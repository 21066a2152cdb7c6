//! Operator-driven position within a phased procedure.

use crate::procedure::StepId;

/// A `(phase, step)` position bounded by a per-phase step count.
///
/// Moves past either end are no-ops. Both indices are 1-based.
#[derive(Debug, Clone, PartialEq, Eq)]
pub struct ProcedureCursor {
    shape: Vec<usize>,
    phase: usize,
    step: usize,
}

impl ProcedureCursor {
    /// Creates a cursor at step 1.1.
    ///
    /// Returns `None` if `shape` is empty or contains an empty phase.
    #[must_use]
    pub fn new(shape: Vec<usize>) -> Option<Self> {
        if shape.is_empty() || shape.contains(&0) {
            return None;
        }
        Some(Self::starting(shape))
    }

    /// Cursor at step 1.1 over a shape already known to be non-degenerate.
    pub(crate) const fn starting(shape: Vec<usize>) -> Self {
        Self {
            shape,
            phase: 1,
            step: 1,
        }
    }

    /// Current position.
    #[must_use]
    pub const fn position(&self) -> StepId {
        StepId::new(self.phase, self.step)
    }

    /// Moves to the next step, rolling into the next phase.
    ///
    /// Returns `false` (and stays put) at the last step of the last phase.
    pub fn advance(&mut self) -> bool {
        if self.step < self.phase_len(self.phase) {
            self.step += 1;
            true
        } else if self.phase < self.shape.len() {
            self.phase += 1;
            self.step = 1;
            true
        } else {
            false
        }
    }

    /// Moves to the previous step, rolling back to the end of the previous
    /// phase.
    ///
    /// Returns `false` (and stays put) at step 1.1.
    pub fn retreat(&mut self) -> bool {
        if self.step > 1 {
            self.step -= 1;
            true
        } else if self.phase > 1 {
            self.phase -= 1;
            self.step = self.phase_len(self.phase);
            true
        } else {
            false
        }
    }

    /// Steps of fully passed phases plus the current step index.
    #[must_use]
    pub fn completed_substeps(&self) -> usize {
        self.shape[..self.phase - 1].iter().sum::<usize>() + self.step
    }

    /// Total steps across all phases.
    #[must_use]
    pub fn total_substeps(&self) -> usize {
        self.shape.iter().sum()
    }

    /// `round(100 × completed / total)`, half rounding up.
    #[must_use]
    pub fn progress(&self) -> u8 {
        let completed = self.completed_substeps();
        let total = self.total_substeps();
        let percent = (200 * completed + total) / (2 * total);
        u8::try_from(percent).unwrap_or(100)
    }

    /// Returns whether the cursor is at step 1.1.
    #[must_use]
    pub const fn at_start(&self) -> bool {
        self.phase == 1 && self.step == 1
    }

    /// Returns whether the cursor is at the last step of the last phase.
    #[must_use]
    pub fn at_end(&self) -> bool {
        self.phase == self.shape.len() && self.step == self.phase_len(self.phase)
    }

    fn phase_len(&self, phase: usize) -> usize {
        self.shape.get(phase - 1).copied().unwrap_or(0)
    }
}

#[cfg(test)]
mod tests {
    use super::*;

    fn ingress_cursor() -> ProcedureCursor {
        ProcedureCursor::new(vec![3, 3, 4, 2]).unwrap()
    }

    #[test]
    fn rejects_degenerate_shapes() {
        assert!(ProcedureCursor::new(vec![]).is_none());
        assert!(ProcedureCursor::new(vec![2, 0, 1]).is_none());
    }

    #[test]
    fn advance_rolls_into_next_phase() {
        let mut cursor = ingress_cursor();
        assert!(cursor.advance());
        assert!(cursor.advance());
        assert_eq!(cursor.position(), StepId::new(1, 3));
        assert!(cursor.advance());
        assert_eq!(cursor.position(), StepId::new(2, 1));
    }

    #[test]
    fn retreat_rolls_back_to_previous_phase_end() {
        let mut cursor = ingress_cursor();
        for _ in 0..6 {
            cursor.advance();
        }
        assert_eq!(cursor.position(), StepId::new(3, 1));
        assert!(cursor.retreat());
        assert_eq!(cursor.position(), StepId::new(2, 3));
    }

    #[test]
    fn retreat_at_start_is_noop() {
        let mut cursor = ingress_cursor();
        assert!(cursor.at_start());
        assert!(!cursor.retreat());
        assert_eq!(cursor.position(), StepId::new(1, 1));
    }

    #[test]
    fn advance_at_end_is_noop() {
        let mut cursor = ingress_cursor();
        while cursor.advance() {}
        assert!(cursor.at_end());
        assert_eq!(cursor.position(), StepId::new(4, 2));
        assert!(!cursor.advance());
        assert_eq!(cursor.position(), StepId::new(4, 2));
    }

    #[test]
    fn progress_at_phase_3_step_2_is_67() {
        let mut cursor = ingress_cursor();
        while cursor.position() != StepId::new(3, 2) {
            assert!(cursor.advance());
        }
        assert_eq!(cursor.completed_substeps(), 8);
        assert_eq!(cursor.total_substeps(), 12);
        assert_eq!(cursor.progress(), 67);
    }

    #[test]
    fn progress_endpoints() {
        let mut cursor = ingress_cursor();
        // 1/12 = 8.33
        assert_eq!(cursor.progress(), 8);
        while cursor.advance() {}
        assert_eq!(cursor.progress(), 100);
    }

    #[test]
    fn progress_rounds_half_up() {
        // 1/8 = 12.5
        let cursor = ProcedureCursor::new(vec![8]).unwrap();
        assert_eq!(cursor.progress(), 13);
    }
}
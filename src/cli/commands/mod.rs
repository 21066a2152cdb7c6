//! CLI command dispatch and handlers
//!
//! Routes parsed CLI arguments to the appropriate command handler.

pub mod run;
pub mod steps;
pub mod version;

use crate::cli::args::{Cli, Commands};
use crate::error::IngressError;

/// Dispatch a parsed CLI invocation to the appropriate command handler.
///
/// # Errors
///
/// Returns an error if the dispatched command handler fails.
pub async fn dispatch(cli: Cli) -> Result<(), IngressError> {
    match cli.command {
        Commands::Run(args) => run::run(&args).await,
        Commands::Steps(args) => steps::run(&args),
        Commands::Version(args) => {
            version::run(&args);
            Ok(())
        }
    }
}
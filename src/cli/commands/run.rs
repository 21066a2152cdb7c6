//! Interactive guidance session
//!
//! Drives the procedure engine on a fixed tick interval and reads operator
//! commands from stdin. With the simulator enabled, `next` / `prev` step the
//! scripted telemetry; `push` injects a raw subsystem document either way.
//! Instruction and indicator changes are printed as they happen.

use std::future::Future;
use std::io::Write;
use std::sync::Arc;
use std::time::Duration;

use chrono::Utc;
use tokio::io::{AsyncBufRead, AsyncBufReadExt, BufReader};
use tokio::time::MissedTickBehavior;
use tracing::{info, warn};

use crate::cli::args::RunArgs;
use crate::config::{ConfigLoader, IngressConfig, parse_tick_interval};
use crate::error::{CommandError, ConfigError, IngressError, TelemetryError};
use crate::observability::{Event, EventEmitter, init_metrics};
use crate::procedure::{Panel, ProcedureEngine, ProcedureLibrary, TickOutcome};
use crate::simulator::{ProcedureSimulator, SimulationScript};
use crate::telemetry::TelemetryStore;

// ============================================================================
// Operator Commands
// ============================================================================

/// Canonical command words, used for typo suggestions.
const COMMANDS: [&str; 6] = ["next", "prev", "status", "push", "help", "quit"];

const HELP: &str = "\
commands:
  next | n              advance the telemetry simulator
  prev | p              retreat the telemetry simulator
  status | s            show simulator and procedure status
  push <subsystem> <json>
                        replace a subsystem document (uia, dcu, telemetry, ...)
  help | h              show this help
  quit | q              end the session";

/// A parsed line of operator input.
#[derive(Debug, Clone, PartialEq, Eq)]
pub enum OperatorCommand {
    Next,
    Prev,
    Status,
    Push { subsystem: String, json: String },
    Help,
    Quit,
}

impl OperatorCommand {
    /// Parses one line; `Ok(None)` for blank input.
    ///
    /// # Errors
    ///
    /// Returns [`CommandError`] for unknown words or an incomplete `push`.
    pub fn parse(line: &str) -> Result<Option<Self>, CommandError> {
        let line = line.trim();
        if line.is_empty() {
            return Ok(None);
        }
        let (word, rest) = line
            .split_once(char::is_whitespace)
            .map_or((line, ""), |(w, r)| (w, r.trim()));

        let command = match word.to_ascii_lowercase().as_str() {
            "next" | "n" | "advance" => Self::Next,
            "prev" | "p" | "retreat" | "back" => Self::Prev,
            "status" | "s" => Self::Status,
            "help" | "h" | "?" => Self::Help,
            "quit" | "q" | "exit" => Self::Quit,
            "push" => {
                let (subsystem, json) = rest
                    .split_once(char::is_whitespace)
                    .ok_or(CommandError::PushUsage)?;
                let json = json.trim();
                if json.is_empty() {
                    return Err(CommandError::PushUsage);
                }
                Self::Push {
                    subsystem: subsystem.to_string(),
                    json: json.to_string(),
                }
            }
            other => {
                let input = word.to_string();
                return Err(match suggest_command(other) {
                    Some(suggestion) => CommandError::Unknown { input, suggestion },
                    None => CommandError::Unrecognized { input },
                });
            }
        };
        Ok(Some(command))
    }
}

/// Closest command word within a Damerau-Levenshtein distance of 2.
#[must_use]
pub fn suggest_command(input: &str) -> Option<&'static str> {
    COMMANDS
        .iter()
        .map(|&name| (name, strsim::damerau_levenshtein(input, name)))
        .filter(|(_, dist)| *dist <= 2)
        .min_by_key(|(_, dist)| *dist)
        .map(|(name, _)| name)
}

// ============================================================================
// Configuration
// ============================================================================

/// Loads the config file (if any) and applies command-line overrides.
///
/// # Errors
///
/// Returns a configuration error for an unreadable or invalid file, or an
/// invalid override.
pub fn resolve_config(args: &RunArgs) -> Result<IngressConfig, IngressError> {
    let mut config = match &args.config {
        Some(path) => ConfigLoader::new().load(path)?,
        None => IngressConfig::default(),
    };

    if let Some(eva) = args.eva {
        config.eva = eva;
    }
    if let Some(text) = &args.tick_interval {
        config.tick_interval = parse_tick_interval(text)?;
    }
    if args.no_simulator {
        config.simulator = false;
    }
    if let Some(path) = &args.events_file {
        config.events_file = Some(path.clone());
    }
    if let Some(port) = args.metrics_port {
        if port == 0 {
            return Err(ConfigError::InvalidValue {
                field: "metrics_port".to_string(),
                value: "0".to_string(),
                expected: "a port between 1 and 65535".to_string(),
            }
            .into());
        }
        config.metrics_port = Some(port);
    }
    Ok(config)
}

// ============================================================================
// Session
// ============================================================================

/// Whether the session continues after a command.
#[derive(Debug, Clone, Copy, PartialEq, Eq)]
pub enum Flow {
    Continue,
    Quit,
}

/// Engine, simulator and output for one guidance session.
pub struct Session<W: Write> {
    engine: ProcedureEngine<Panel>,
    simulator: Option<ProcedureSimulator>,
    store: TelemetryStore,
    events: Arc<EventEmitter>,
    out: W,
    shown_revision: Option<u64>,
}

impl<W: Write> Session<W> {
    /// Builds the engine (and simulator, when enabled) over a fresh store.
    #[must_use]
    pub fn new(config: &IngressConfig, events: Arc<EventEmitter>, out: W) -> Self {
        let store = TelemetryStore::new();
        let engine = ProcedureEngine::new(
            ProcedureLibrary::ingress(config.eva),
            store.clone(),
            Panel::new(),
        )
        .with_events(Arc::clone(&events));
        let simulator = config.simulator.then(|| {
            ProcedureSimulator::new(SimulationScript::ingress(config.eva), store.clone())
                .with_events(Arc::clone(&events))
        });

        Self {
            engine,
            simulator,
            store,
            events,
            out,
            shown_revision: None,
        }
    }

    /// Runs one engine tick and prints the panel if it changed.
    ///
    /// # Errors
    ///
    /// Returns an I/O error if the output cannot be written.
    pub fn tick(&mut self) -> std::io::Result<TickOutcome> {
        let outcome = self.engine.tick();
        let panel = self.engine.display();
        if self.shown_revision != Some(panel.revision()) {
            self.shown_revision = Some(panel.revision());
            writeln!(self.out, "{}", render_panel(panel))?;
        }
        Ok(outcome)
    }

    /// Handles one line of operator input.
    ///
    /// # Errors
    ///
    /// Returns an I/O error if the output cannot be written. Bad input is
    /// reported to the operator, not returned.
    pub fn handle(&mut self, line: &str) -> std::io::Result<Flow> {
        let command = match OperatorCommand::parse(line) {
            Ok(Some(command)) => command,
            Ok(None) => return Ok(Flow::Continue),
            Err(e) => {
                writeln!(self.out, "{e}")?;
                return Ok(Flow::Continue);
            }
        };

        match command {
            OperatorCommand::Next | OperatorCommand::Prev => {
                let Some(simulator) = self.simulator.as_mut() else {
                    writeln!(self.out, "simulator disabled")?;
                    return Ok(Flow::Continue);
                };
                let moved = if command == OperatorCommand::Next {
                    simulator.advance()
                } else {
                    simulator.retreat()
                };
                if !moved {
                    let bound = if command == OperatorCommand::Next {
                        "last"
                    } else {
                        "first"
                    };
                    writeln!(self.out, "(already at the {bound} step)")?;
                }
                let status = simulator.status_text();
                writeln!(self.out, "{status}")?;
                self.tick()?;
            }
            OperatorCommand::Status => {
                if let Some(simulator) = &self.simulator {
                    writeln!(self.out, "{}", simulator.status_text())?;
                }
                let matrix = self.engine.matrix();
                writeln!(
                    self.out,
                    "{} of {} steps complete\n{}",
                    matrix.completed_count(),
                    matrix.total(),
                    render_panel(self.engine.display())
                )?;
            }
            OperatorCommand::Push { subsystem, json } => {
                match self.store.ingest_named(&subsystem, &json) {
                    Ok(accepted) => {
                        writeln!(self.out, "{accepted} document replaced")?;
                        self.tick()?;
                    }
                    Err(e) => {
                        if let TelemetryError::Malformed { subsystem, .. } = &e {
                            self.events.emit(Event::TelemetryRejected {
                                timestamp: Utc::now(),
                                subsystem: subsystem.to_string(),
                                error: e.to_string(),
                            });
                        }
                        writeln!(self.out, "rejected: {e}")?;
                    }
                }
            }
            OperatorCommand::Help => writeln!(self.out, "{HELP}")?,
            OperatorCommand::Quit => return Ok(Flow::Quit),
        }
        Ok(Flow::Continue)
    }

    /// Engine driving the session.
    #[must_use]
    pub const fn engine(&self) -> &ProcedureEngine<Panel> {
        &self.engine
    }
}

/// Instruction line followed by the flagged controls, if any.
#[must_use]
pub fn render_panel(panel: &Panel) -> String {
    let flagged = panel.flagged();
    if flagged.is_empty() {
        format!("> {}", panel.instruction())
    } else {
        let names: Vec<&str> = flagged.iter().map(|c| c.name()).collect();
        format!("> {}\n  flagged: {}", panel.instruction(), names.join(", "))
    }
}

// ============================================================================
// Command Entry Point
// ============================================================================

/// Run an interactive guidance session until `quit`, end of input, or Ctrl-C.
///
/// # Errors
///
/// Returns a configuration or I/O error during setup, an I/O error while
/// reading input or writing output, or [`IngressError::Interrupted`] on
/// Ctrl-C. The session stop is logged and emitted on every exit path.
pub async fn run(args: &RunArgs) -> Result<(), IngressError> {
    let config = resolve_config(args)?;

    if let Some(port) = config.metrics_port {
        init_metrics(Some(port))?;
    }
    let events = Arc::new(match &config.events_file {
        Some(path) => EventEmitter::from_file(path)?,
        None => EventEmitter::noop(),
    });

    info!(
        eva = %config.eva,
        simulator = config.simulator,
        tick_interval = ?config.tick_interval,
        "starting ingress session"
    );
    events.emit(Event::SessionStarted {
        timestamp: Utc::now(),
        eva: config.eva.to_string(),
        simulator: config.simulator,
    });

    let mut session = Session::new(&config, Arc::clone(&events), std::io::stdout());
    if let Some(simulator) = &session.simulator {
        println!("{}", simulator.status_text());
    }
    println!("type 'help' for commands");

    drive(
        &mut session,
        BufReader::new(tokio::io::stdin()),
        config.tick_interval,
        tokio::signal::ctrl_c(),
    )
    .await
}

/// Ticks the engine and feeds it operator lines until the session ends.
///
/// The stop is logged and emitted as `SessionStopped` on every exit path,
/// including I/O failures and `shutdown` resolving (reported as
/// [`IngressError::Interrupted`]).
async fn drive<R, W, S>(
    session: &mut Session<W>,
    input: R,
    tick_interval: Duration,
    shutdown: S,
) -> Result<(), IngressError>
where
    R: AsyncBufRead + Unpin,
    W: Write,
    S: Future,
{
    let mut interval = tokio::time::interval(tick_interval);
    interval.set_missed_tick_behavior(MissedTickBehavior::Skip);
    let mut lines = input.lines();
    tokio::pin!(shutdown);

    let (reason, result) = loop {
        tokio::select! {
            _ = interval.tick() => {
                if let Err(e) = session.tick() {
                    break ("output error", Err(IngressError::from(e)));
                }
            }
            line = lines.next_line() => match line {
                Ok(Some(line)) => match session.handle(&line) {
                    Ok(Flow::Continue) => {}
                    Ok(Flow::Quit) => break ("operator quit", Ok(())),
                    Err(e) => break ("output error", Err(IngressError::from(e))),
                },
                Ok(None) => break ("end of input", Ok(())),
                Err(e) => break ("input error", Err(IngressError::from(e))),
            },
            _ = &mut shutdown => {
                warn!("interrupted");
                break ("interrupted", Err(IngressError::Interrupted));
            }
        }
    };

    info!(
        reason,
        completed = session.engine().matrix().completed_count(),
        "session stopped"
    );
    session.events.emit(Event::SessionStopped {
        timestamp: Utc::now(),
        reason: reason.to_string(),
    });
    result
}
//! Simulator cursor bounds, progress, and the telemetry it publishes.

use suit_ingress::procedure::StepId;
use suit_ingress::simulator::{ProcedureCursor, ProcedureSimulator, SimulationScript};
use suit_ingress::telemetry::{EvaSlot, Subsystem, TelemetryStore};

fn simulator() -> (ProcedureSimulator, TelemetryStore) {
    let store = TelemetryStore::new();
    let sim = ProcedureSimulator::new(SimulationScript::ingress(EvaSlot::Eva1), store.clone());
    (sim, store)
}

#[test]
fn construction_publishes_gated_documents() {
    let (sim, store) = simulator();
    assert_eq!(sim.cursor().position(), StepId::new(1, 1));
    assert!(store.contains(Subsystem::Uia));
    assert!(store.contains(Subsystem::Dcu));
    assert!(store.contains(Subsystem::Telemetry));
    assert!(!store.contains(Subsystem::Rover));
    assert_eq!(sim.current_label(), "Connect EV-1 UIA and DCU umbilical");
}

#[test]
fn retreat_at_first_step_is_noop() {
    let (mut sim, _store) = simulator();
    assert!(!sim.retreat());
    assert_eq!(sim.cursor().position(), StepId::new(1, 1));
}

#[test]
fn advance_at_last_step_is_noop() {
    let (mut sim, store) = simulator();
    let mut moves = 0;
    while sim.advance() {
        moves += 1;
    }
    assert_eq!(moves, 11);
    assert_eq!(sim.cursor().position(), StepId::new(4, 2));
    assert_eq!(sim.progress(), 100);

    let before = store.snapshot();
    assert!(!sim.advance());
    assert_eq!(sim.cursor().position(), StepId::new(4, 2));
    assert_eq!(store.snapshot(), before);
}

#[test]
fn progress_at_phase_three_step_two() {
    let cursor = {
        let mut c = ProcedureCursor::new(vec![3, 3, 4, 2]).unwrap();
        for _ in 0..7 {
            c.advance();
        }
        c
    };
    assert_eq!(cursor.position(), StepId::new(3, 2));
    assert_eq!(cursor.completed_substeps(), 8);
    assert_eq!(cursor.progress(), 67);
}

#[test]
fn every_position_has_a_label() {
    let (mut sim, _store) = simulator();
    loop {
        assert!(!sim.current_label().is_empty());
        assert!(sim.status_text().contains(&format!("Progress: {}%", sim.progress())));
        if !sim.advance() {
            break;
        }
    }
}

#[test]
fn forward_and_backward_publish_identical_state() {
    let (mut sim, store) = simulator();
    let mut forward = vec![store.snapshot()];
    while sim.advance() {
        forward.push(store.snapshot());
    }
    let mut backward = vec![store.snapshot()];
    while sim.retreat() {
        backward.push(store.snapshot());
    }
    backward.reverse();
    assert_eq!(forward, backward);
}

#[test]
fn operator_override_is_replaced_on_next_move() {
    let (mut sim, store) = simulator();
    store
        .ingest_named(
            "uia",
            r#"{"uia":{"eva1_power":true,"eva1_oxy":true,"eva1_water_supply":true,
               "eva1_water_waste":true,"eva2_power":true,"eva2_oxy":true,
               "eva2_water_supply":true,"eva2_water_waste":true,"oxy_vent":true,
               "depress":true}}"#,
        )
        .unwrap();
    assert!(store.uia().unwrap().uia.depress);

    sim.advance();
    let uia = store.uia().unwrap();
    assert!(!uia.uia.depress);
    assert!(uia.uia.eva1_power);
}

■ ■ ■ ■

Instructions to follow: From the preceding material, count every line that contains the word "ConfigLoader". Reply with the number only.

Task solution: 2